Let’s just rip the band-aid off the recent COVID-19 vaccine and talk about COVID claims under workers’ comp. First, the big question. Are COVID-19 claims compensable under workers’ comp? There is a resounding answer of maybe - or if you’d like a more lawyerly answer, it’s complicated.
When Diagnosed with Covid...
The general rule is that workers’ compensation does not usually cover community-spread illnesses (think cold and flu), for the main reason that it is difficult or impossible to tie the illness to the workplace. Remember the basics - workers’ comp covers any injury so long as it is caused in the ‘course and scope of employment.’ If the injury can’t be tied directly to work - then it will not be covered. This same principle has also made other claims, such as chronic illnesses (think cancer) difficult to claim as a workplace injury as well. Here is where it gets complicated.
Over the years, many states have created exceptions to chronic illnesses if there is a link to harmful materials on the job site. Consider claims for mesothelioma from employees who can show working with asbestos in their job. This has also been extended to professions such as firefighters and first responders who develop respiratory diseases. This same principle is now being applied to COVID-19 claims.

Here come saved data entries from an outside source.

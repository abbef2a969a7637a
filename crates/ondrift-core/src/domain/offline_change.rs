//! Offline change intent records.
//!
//! While the remote is unreachable, filesystem handlers record one
//! [`OfflineChange`] per mutating operation instead of contacting the
//! network. On reconnect these are replayed in timestamp order to bring the
//! remote back in line with what happened locally while offline.

use serde::{Deserialize, Serialize};

use super::newtypes::UniqueId;

/// The operation an [`OfflineChange`] intends to reconcile on replay.
#[derive(Debug, Clone, Copy, PartialEq, Eq, Serialize, Deserialize)]
#[serde(rename_all = "snake_case")]
pub enum ChangeKind {
    Create,
    Modify,
    Delete,
    Rename,
}

/// A single recorded intent, queued while offline.
///
/// `timestamp` is nanosecond-resolution monotonic-of-wall-clock: it only
/// needs to order records relative to each other, not to be comparable
/// across process restarts.
#[derive(Debug, Clone, PartialEq, Eq, Serialize, Deserialize)]
pub struct OfflineChange {
    id: UniqueId,
    kind: ChangeKind,
    timestamp_nanos: i128,
    old_path: Option<String>,
    new_path: Option<String>,
}

impl OfflineChange {
    pub fn new(
        id: UniqueId,
        kind: ChangeKind,
        timestamp_nanos: i128,
        old_path: Option<String>,
        new_path: Option<String>,
    ) -> Self {
        Self {
            id,
            kind,
            timestamp_nanos,
            old_path,
            new_path,
        }
    }

    pub fn id(&self) -> &UniqueId {
        &self.id
    }

    pub fn kind(&self) -> ChangeKind {
        self.kind
    }

    pub fn timestamp_nanos(&self) -> i128 {
        self.timestamp_nanos
    }

    pub fn old_path(&self) -> Option<&str> {
        self.old_path.as_deref()
    }

    pub fn new_path(&self) -> Option<&str> {
        self.new_path.as_deref()
    }

    /// Folds an incoming change into an already-queued one for the same
    /// item id, per spec.md §4.6's collapse rules:
    ///
    /// - `create -> modify` collapses to `create` (the create already
    ///   carries the current body, a later modify doesn't need its own
    ///   record).
    /// - `create -> delete` cancels both: the remote object was never
    ///   created, so there is nothing to delete there either. Returns
    ///   `None`.
    /// - `modify -> delete` collapses to `delete`.
    /// - any other pairing keeps the newer record (a `rename` after a
    ///   `create`/`modify` is recorded as its own entry; FSHandlers never
    ///   folds heterogeneous path-changing ops into a single record).
    ///
    /// Returns `Some` with the record that should remain queued, or `None`
    /// if the two cancel out entirely.
    pub fn fold(existing: OfflineChange, incoming: OfflineChange) -> Option<OfflineChange> {
        debug_assert_eq!(existing.id, incoming.id);
        match (existing.kind, incoming.kind) {
            (ChangeKind::Create, ChangeKind::Modify) => Some(existing),
            (ChangeKind::Create, ChangeKind::Delete) => None,
            (ChangeKind::Modify, ChangeKind::Delete) => Some(incoming),
            (ChangeKind::Modify, ChangeKind::Modify) => Some(incoming),
            (ChangeKind::Create, ChangeKind::Create) => Some(incoming),
            _ => Some(incoming),
        }
    }
}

Many states are now looking at COVID-19 claims and determining if certain professions are more likely to have been impacted by COVID-19, and thus should be covered. What professions? Currently, most states are looking at first responders and frontline workers. Before you think, ‘that’s not me,’ remember that deathcare workers fought hard to be included as a part of the first responder/front line group (think back to the ‘essential worker’ fight) and therefore could be part of this group. If a state recognizes the claim, it does not seem that it is an automatic coverage. In most states, this just changes the burden of who must prove the claim. If recognized, then the COVID-19 claim would be presumed to be work-related and then it would shift the burden to the employer to prove it was not work-related.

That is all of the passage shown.